YOUR ASSIGNMENT: Below are the records; copy out every line that holds the word "info".

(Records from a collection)
########################################
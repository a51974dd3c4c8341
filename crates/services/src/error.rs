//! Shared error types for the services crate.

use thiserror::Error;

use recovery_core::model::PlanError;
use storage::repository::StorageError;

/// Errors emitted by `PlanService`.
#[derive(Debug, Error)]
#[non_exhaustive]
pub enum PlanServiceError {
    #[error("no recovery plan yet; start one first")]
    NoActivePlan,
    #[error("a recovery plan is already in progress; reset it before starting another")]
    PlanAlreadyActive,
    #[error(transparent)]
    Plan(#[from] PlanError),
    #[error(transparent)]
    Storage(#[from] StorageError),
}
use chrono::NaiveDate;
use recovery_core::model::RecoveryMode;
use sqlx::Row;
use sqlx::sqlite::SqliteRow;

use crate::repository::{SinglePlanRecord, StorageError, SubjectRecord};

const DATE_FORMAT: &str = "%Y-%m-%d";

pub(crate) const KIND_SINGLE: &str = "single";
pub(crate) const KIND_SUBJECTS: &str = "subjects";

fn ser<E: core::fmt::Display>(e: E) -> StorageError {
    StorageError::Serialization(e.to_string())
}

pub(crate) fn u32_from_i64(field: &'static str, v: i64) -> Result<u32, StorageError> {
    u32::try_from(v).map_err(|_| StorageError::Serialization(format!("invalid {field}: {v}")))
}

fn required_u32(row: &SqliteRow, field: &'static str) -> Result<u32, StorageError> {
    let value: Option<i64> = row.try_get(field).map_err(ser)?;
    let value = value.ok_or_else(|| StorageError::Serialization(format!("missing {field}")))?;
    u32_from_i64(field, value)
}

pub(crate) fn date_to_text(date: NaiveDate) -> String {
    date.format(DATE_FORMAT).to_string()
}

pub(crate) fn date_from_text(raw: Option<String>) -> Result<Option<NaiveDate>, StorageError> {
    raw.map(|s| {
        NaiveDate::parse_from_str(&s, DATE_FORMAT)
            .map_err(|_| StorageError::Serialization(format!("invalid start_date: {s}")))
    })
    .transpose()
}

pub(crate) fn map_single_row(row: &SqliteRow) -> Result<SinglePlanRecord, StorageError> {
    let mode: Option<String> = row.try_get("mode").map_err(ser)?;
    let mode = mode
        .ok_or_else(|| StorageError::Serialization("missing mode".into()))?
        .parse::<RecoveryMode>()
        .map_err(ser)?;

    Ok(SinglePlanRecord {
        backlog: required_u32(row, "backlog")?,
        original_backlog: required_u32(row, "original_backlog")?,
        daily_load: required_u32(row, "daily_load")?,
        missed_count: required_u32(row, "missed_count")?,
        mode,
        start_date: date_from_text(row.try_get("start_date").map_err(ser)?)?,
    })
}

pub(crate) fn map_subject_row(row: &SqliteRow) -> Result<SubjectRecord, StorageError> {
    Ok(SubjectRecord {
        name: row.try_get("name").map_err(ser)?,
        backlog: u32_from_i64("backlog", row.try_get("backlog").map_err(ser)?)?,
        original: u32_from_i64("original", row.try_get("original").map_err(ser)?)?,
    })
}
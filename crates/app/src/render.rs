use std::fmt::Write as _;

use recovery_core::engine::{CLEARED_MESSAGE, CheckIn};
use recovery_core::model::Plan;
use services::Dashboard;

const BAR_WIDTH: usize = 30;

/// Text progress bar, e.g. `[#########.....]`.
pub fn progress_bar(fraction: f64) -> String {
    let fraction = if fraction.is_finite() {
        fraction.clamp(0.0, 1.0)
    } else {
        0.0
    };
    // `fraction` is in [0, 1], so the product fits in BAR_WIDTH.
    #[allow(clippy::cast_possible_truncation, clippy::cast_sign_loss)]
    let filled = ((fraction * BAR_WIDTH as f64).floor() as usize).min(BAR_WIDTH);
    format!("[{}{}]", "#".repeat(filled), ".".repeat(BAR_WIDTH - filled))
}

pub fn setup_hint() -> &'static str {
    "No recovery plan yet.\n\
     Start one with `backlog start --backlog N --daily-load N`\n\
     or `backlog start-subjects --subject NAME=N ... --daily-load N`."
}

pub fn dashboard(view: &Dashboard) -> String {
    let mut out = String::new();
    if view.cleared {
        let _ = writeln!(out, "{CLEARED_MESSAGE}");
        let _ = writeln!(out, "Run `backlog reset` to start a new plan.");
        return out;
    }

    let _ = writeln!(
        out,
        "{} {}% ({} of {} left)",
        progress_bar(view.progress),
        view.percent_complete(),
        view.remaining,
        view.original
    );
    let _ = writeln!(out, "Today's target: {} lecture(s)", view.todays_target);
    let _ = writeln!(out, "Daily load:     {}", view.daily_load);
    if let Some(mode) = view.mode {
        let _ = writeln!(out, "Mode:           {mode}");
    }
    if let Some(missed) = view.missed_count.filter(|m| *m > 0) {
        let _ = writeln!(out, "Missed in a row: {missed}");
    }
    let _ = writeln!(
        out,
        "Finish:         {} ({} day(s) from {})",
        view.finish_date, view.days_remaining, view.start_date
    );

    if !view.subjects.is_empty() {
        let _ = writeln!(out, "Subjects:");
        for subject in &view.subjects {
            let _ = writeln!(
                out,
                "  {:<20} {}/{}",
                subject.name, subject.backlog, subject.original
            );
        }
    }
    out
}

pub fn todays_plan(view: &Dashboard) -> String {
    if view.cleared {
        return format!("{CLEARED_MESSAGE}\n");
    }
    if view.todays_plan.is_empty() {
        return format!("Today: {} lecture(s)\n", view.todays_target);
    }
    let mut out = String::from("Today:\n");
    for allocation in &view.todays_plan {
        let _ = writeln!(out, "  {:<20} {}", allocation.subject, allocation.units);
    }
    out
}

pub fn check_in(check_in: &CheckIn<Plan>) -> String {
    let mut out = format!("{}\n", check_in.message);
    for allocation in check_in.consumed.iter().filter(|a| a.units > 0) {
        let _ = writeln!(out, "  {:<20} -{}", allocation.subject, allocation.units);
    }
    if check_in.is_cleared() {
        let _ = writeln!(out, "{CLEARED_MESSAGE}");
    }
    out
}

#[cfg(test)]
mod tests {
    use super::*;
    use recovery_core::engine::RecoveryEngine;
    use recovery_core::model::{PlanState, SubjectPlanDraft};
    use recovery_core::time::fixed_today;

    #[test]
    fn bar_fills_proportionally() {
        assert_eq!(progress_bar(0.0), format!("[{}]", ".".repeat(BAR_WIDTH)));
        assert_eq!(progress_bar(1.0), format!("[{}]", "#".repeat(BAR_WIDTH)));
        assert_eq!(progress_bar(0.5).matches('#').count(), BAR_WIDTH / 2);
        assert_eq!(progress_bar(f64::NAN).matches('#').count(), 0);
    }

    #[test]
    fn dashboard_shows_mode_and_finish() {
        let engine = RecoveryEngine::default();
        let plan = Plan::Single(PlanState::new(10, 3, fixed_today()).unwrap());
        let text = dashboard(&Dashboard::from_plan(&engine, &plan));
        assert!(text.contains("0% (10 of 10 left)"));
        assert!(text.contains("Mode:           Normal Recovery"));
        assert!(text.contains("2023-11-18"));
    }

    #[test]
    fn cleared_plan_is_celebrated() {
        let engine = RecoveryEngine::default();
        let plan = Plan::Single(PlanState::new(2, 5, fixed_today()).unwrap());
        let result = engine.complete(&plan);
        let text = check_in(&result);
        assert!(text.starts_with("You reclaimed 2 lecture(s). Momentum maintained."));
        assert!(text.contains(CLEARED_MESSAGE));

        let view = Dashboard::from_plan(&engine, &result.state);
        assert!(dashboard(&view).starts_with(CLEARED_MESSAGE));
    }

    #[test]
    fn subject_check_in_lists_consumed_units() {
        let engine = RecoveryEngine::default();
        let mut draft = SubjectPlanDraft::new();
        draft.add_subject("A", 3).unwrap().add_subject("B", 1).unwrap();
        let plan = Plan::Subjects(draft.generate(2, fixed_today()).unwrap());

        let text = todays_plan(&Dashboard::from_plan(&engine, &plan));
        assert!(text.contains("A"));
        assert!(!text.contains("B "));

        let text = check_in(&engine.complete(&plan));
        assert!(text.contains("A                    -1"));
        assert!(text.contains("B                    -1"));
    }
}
########################################
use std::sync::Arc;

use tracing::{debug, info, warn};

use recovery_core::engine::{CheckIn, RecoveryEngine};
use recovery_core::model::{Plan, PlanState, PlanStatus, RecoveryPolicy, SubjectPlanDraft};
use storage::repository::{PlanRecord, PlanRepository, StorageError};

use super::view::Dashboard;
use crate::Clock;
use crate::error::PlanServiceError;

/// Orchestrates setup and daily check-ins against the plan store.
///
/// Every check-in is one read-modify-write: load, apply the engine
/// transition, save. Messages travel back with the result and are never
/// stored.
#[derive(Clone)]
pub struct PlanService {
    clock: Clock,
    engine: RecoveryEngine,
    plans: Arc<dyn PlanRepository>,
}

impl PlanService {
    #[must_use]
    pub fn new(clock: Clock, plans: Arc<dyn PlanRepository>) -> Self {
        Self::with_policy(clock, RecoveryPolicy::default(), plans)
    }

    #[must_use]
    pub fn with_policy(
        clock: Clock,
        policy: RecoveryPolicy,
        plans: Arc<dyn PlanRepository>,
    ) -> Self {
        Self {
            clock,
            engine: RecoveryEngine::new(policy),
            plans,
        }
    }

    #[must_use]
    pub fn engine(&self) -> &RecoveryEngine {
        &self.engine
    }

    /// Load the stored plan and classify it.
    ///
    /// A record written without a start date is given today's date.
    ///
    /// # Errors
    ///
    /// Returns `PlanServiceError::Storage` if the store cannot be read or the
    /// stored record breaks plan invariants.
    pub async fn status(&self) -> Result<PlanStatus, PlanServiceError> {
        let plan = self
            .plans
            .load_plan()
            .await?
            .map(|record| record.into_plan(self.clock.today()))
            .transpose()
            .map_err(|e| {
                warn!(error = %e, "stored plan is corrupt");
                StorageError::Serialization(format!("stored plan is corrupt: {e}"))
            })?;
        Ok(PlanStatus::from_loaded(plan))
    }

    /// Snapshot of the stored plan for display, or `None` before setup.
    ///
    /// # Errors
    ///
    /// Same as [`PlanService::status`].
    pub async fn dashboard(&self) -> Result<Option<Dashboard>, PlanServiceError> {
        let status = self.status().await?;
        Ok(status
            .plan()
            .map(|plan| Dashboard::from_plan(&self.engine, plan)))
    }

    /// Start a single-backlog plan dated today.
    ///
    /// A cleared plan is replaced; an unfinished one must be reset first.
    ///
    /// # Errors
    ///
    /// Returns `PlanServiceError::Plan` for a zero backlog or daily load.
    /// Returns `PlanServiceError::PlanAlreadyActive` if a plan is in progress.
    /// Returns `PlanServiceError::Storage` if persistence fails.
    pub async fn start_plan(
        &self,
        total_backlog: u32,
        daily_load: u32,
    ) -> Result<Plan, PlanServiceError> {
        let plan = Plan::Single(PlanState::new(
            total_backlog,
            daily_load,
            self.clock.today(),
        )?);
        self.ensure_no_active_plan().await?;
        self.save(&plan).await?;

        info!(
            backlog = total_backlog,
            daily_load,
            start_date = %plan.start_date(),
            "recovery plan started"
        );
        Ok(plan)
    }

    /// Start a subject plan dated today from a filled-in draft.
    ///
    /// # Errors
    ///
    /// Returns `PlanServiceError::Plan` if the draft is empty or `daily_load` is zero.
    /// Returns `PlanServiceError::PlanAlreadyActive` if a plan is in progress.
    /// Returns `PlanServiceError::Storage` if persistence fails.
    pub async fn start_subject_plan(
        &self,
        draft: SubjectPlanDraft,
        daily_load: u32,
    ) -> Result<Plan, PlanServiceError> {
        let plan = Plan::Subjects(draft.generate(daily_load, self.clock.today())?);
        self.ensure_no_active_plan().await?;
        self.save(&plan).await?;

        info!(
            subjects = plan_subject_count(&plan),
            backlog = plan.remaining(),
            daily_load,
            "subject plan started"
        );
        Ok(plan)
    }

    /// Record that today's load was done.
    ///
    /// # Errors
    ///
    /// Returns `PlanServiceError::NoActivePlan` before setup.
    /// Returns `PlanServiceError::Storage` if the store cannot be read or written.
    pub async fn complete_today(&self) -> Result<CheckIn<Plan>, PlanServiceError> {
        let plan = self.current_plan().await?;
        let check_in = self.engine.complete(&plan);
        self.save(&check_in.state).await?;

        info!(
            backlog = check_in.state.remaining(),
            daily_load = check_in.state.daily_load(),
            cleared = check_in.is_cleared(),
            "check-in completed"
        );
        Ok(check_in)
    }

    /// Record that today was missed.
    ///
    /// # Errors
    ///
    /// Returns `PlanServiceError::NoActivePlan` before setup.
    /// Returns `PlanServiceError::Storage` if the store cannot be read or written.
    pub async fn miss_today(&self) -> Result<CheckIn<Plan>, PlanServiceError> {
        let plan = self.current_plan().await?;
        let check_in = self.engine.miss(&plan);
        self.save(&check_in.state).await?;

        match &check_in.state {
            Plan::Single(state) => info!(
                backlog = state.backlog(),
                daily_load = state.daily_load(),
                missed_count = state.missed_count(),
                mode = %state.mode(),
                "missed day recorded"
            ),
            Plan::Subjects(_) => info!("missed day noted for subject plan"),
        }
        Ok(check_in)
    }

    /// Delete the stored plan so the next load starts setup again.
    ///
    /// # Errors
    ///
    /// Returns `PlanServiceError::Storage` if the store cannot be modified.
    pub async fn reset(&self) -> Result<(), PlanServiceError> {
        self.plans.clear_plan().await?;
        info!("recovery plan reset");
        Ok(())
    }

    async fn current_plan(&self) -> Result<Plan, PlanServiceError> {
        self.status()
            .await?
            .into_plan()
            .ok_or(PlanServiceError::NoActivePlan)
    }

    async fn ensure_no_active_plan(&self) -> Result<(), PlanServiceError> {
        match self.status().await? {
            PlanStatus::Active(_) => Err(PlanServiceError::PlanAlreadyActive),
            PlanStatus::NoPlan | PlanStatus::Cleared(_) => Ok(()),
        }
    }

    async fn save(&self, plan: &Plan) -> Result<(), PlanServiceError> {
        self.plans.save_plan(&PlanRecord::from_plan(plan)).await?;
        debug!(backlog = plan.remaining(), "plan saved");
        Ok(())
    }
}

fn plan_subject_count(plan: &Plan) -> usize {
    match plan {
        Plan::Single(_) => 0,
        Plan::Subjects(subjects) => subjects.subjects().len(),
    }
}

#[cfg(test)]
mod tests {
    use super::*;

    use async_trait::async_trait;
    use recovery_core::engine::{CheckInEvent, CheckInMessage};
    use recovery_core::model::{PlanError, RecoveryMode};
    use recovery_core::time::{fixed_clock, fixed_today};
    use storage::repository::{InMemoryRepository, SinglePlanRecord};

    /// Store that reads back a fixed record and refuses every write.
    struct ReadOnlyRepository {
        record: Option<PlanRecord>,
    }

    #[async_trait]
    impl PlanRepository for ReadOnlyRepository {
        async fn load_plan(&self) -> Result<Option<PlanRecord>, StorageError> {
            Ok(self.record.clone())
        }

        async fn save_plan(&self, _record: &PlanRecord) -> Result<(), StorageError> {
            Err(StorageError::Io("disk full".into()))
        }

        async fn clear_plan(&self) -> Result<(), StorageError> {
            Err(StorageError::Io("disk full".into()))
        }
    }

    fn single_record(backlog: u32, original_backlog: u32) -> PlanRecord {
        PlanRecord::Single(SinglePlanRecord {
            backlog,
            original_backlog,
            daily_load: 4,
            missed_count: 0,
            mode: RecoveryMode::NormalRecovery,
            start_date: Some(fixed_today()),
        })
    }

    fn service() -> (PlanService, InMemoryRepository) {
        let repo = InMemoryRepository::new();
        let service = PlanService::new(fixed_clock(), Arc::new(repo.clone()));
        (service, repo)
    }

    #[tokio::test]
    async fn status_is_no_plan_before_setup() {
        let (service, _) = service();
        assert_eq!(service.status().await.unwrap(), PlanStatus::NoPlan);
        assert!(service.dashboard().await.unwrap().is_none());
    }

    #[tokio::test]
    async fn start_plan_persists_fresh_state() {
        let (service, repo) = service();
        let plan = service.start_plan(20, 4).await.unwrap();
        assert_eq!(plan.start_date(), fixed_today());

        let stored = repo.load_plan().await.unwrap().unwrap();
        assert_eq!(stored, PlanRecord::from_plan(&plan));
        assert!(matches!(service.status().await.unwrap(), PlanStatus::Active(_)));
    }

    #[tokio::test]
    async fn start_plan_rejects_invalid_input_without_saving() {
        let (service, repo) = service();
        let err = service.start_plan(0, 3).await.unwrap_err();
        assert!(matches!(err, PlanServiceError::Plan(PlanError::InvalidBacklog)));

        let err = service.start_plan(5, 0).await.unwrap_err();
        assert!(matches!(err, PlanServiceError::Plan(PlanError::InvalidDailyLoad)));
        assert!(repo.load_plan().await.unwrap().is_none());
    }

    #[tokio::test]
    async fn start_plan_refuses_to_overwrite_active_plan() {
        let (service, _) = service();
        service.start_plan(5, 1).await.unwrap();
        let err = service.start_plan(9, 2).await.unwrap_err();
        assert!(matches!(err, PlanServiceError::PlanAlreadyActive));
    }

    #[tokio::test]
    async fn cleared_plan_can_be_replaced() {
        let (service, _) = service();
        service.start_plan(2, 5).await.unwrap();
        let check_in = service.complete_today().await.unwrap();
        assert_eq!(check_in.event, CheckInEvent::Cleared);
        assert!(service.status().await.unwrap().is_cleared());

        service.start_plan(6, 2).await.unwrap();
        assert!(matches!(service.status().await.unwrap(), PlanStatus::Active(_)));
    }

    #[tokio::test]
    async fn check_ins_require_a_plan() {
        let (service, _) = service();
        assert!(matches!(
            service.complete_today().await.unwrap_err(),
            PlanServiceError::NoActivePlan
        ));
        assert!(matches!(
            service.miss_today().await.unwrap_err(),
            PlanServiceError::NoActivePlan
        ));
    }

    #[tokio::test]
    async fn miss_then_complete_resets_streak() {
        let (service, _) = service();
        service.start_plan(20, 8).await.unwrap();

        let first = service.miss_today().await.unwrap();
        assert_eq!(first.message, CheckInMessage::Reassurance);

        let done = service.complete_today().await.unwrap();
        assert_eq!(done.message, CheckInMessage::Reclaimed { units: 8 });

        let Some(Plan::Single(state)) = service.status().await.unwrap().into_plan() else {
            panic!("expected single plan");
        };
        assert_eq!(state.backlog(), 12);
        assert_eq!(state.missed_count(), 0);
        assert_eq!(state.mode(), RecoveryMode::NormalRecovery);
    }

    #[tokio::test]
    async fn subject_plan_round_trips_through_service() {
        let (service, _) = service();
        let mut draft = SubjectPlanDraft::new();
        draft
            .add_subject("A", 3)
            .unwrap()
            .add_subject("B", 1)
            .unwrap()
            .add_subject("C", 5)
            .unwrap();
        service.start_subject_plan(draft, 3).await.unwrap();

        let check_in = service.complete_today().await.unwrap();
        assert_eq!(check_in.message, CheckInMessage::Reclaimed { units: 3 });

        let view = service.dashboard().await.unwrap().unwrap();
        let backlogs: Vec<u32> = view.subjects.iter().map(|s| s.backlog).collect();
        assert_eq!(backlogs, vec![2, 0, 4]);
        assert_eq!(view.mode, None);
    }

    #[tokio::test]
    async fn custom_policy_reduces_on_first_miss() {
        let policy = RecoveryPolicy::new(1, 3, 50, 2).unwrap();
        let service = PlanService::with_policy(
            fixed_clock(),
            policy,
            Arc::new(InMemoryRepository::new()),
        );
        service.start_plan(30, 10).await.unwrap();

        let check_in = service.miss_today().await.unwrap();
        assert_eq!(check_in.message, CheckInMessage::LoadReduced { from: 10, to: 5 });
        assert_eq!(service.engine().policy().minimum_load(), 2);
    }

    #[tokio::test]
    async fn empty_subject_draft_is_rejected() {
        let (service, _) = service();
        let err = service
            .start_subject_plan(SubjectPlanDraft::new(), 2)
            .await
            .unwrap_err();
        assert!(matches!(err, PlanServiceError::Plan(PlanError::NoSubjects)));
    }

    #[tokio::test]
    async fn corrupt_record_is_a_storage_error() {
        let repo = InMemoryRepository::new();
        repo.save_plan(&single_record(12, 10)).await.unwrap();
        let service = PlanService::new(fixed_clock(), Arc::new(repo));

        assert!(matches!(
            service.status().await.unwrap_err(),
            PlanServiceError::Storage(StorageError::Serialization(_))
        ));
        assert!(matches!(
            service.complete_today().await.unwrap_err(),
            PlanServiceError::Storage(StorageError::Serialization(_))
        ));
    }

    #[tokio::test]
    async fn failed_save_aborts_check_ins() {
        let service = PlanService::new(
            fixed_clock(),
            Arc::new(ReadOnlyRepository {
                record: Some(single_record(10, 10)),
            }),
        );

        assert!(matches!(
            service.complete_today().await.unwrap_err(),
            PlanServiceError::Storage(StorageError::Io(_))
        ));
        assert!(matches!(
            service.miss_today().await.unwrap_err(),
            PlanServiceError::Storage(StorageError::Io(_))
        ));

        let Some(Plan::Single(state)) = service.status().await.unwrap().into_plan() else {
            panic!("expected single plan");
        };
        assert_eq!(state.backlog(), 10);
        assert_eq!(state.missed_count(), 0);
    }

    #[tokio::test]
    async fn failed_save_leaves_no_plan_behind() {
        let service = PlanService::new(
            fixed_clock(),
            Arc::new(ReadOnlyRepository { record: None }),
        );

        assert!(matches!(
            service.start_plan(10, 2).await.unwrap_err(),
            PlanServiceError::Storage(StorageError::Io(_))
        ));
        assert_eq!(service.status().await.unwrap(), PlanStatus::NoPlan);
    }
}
########################################
RESPONSE:
use tracing::{debug, info, warn};
        info!(
        info!(
        info!(
            Plan::Single(state) => info!(
            Plan::Subjects(_) => info!("missed day noted for subject plan"),
        info!("recovery plan reset");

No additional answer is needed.